There is no doubt that abused cats can come with behavioral, physical and/or psychological problems caused by the abuse they have suffered. Because they can’t talk, they can’t tell you what they’ve been through. It can take months for all of their issues to surface. Abused animals can be unpredictable. They can be hurt, scared, distrustful, sometimes aggressive and possessive over their personal space. Because they are frightened, traumatized cats may be more prone to biting and scratching when pushed or cornered. In severe cases, abused cats may have obsessive-compulsive disorders, soil areas in the home outside of the litterbox or be destructive of carpets, draperies and furniture.

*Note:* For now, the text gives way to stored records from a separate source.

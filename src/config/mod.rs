//! Application configuration module
//!
//! Type-safe configuration loaded from environment variables using the
//! `config` and `dotenvy` crates. Variables carry the `TRIP_SPARK` prefix and
//! nested values are separated by double underscores.
//!
//! # Example
//!
//! ```no_run
//! use trip_spark::config::AppConfig;
//!
//! let config = AppConfig::load().expect("Failed to load configuration");
//! config.validate().expect("Invalid configuration");
//! ```

mod database;
mod error;
mod export;
mod server;

pub use database::DatabaseConfig;
pub use error::{ConfigError, ValidationError};
pub use export::ExportConfig;
pub use server::{Environment, ServerConfig};

use serde::Deserialize;

/// Root application configuration
#[derive(Debug, Clone, Deserialize)]
pub struct AppConfig {
    /// Bind address, environment, logging and HTTP limits
    #[serde(default)]
    pub server: ServerConfig,

    /// PostgreSQL connection pool
    #[serde(default)]
    pub database: DatabaseConfig,

    /// Document template service
    pub export: ExportConfig,
}

impl AppConfig {
    /// Load configuration from environment variables
    ///
    /// 1. Loads `.env` file if present (for development)
    /// 2. Reads environment variables with the `TRIP_SPARK` prefix
    /// 3. Uses `__` (double underscore) to separate nested values
    ///
    /// - `TRIP_SPARK__SERVER__PORT=8080` -> `server.port = 8080`
    /// - `TRIP_SPARK__EXPORT__TEMPLATE_ID=...` -> `export.template_id = ...`
    ///
    /// # Errors
    ///
    /// Returns `ConfigError` if required variables are missing or a value
    /// cannot be parsed into its expected type.
    pub fn load() -> Result<Self, ConfigError> {
        dotenvy::dotenv().ok();

        let config = config::Config::builder()
            .add_source(
                config::Environment::default()
                    .prefix("TRIP_SPARK")
                    .separator("__"),
            )
            .build()?
            .try_deserialize()?;

        Ok(config)
    }

    /// Validate every section.
    pub fn validate(&self) -> Result<(), ValidationError> {
        self.server.validate()?;
        self.database.validate()?;
        self.export.validate(self.server.environment)?;
        Ok(())
    }

    /// Check if running in production environment
    pub fn is_production(&self) -> bool {
        self.server.is_production()
    }
}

Many of the behavioral problems seen in abused cats can be treated with behavioral modification techniques and/or daily anti-depressant or anti-anxiety medications. Some cats need to be on medication for life, while others can be weaned off the drugs once they settle into their new life and start to make mental and behavioral improvements.

Cats that have been severely abused should only be adopted into certain types of homes. People with noisy households, other pets or young children probably should not adopt a traumatized cat. These cats typically do best in calm, quiet environments where they can be given the space and time they need to heal. Getting these cats used to the world again can take lots of patience and can be frustrating. Unfortunately, many good people do not have the necessary time, households or resources to go down this path. Because these animals have already suffered too much, it is not fair to rescue them from a bad situation only to give up on them if their recovery doesn’t follow a particular preconceived plan.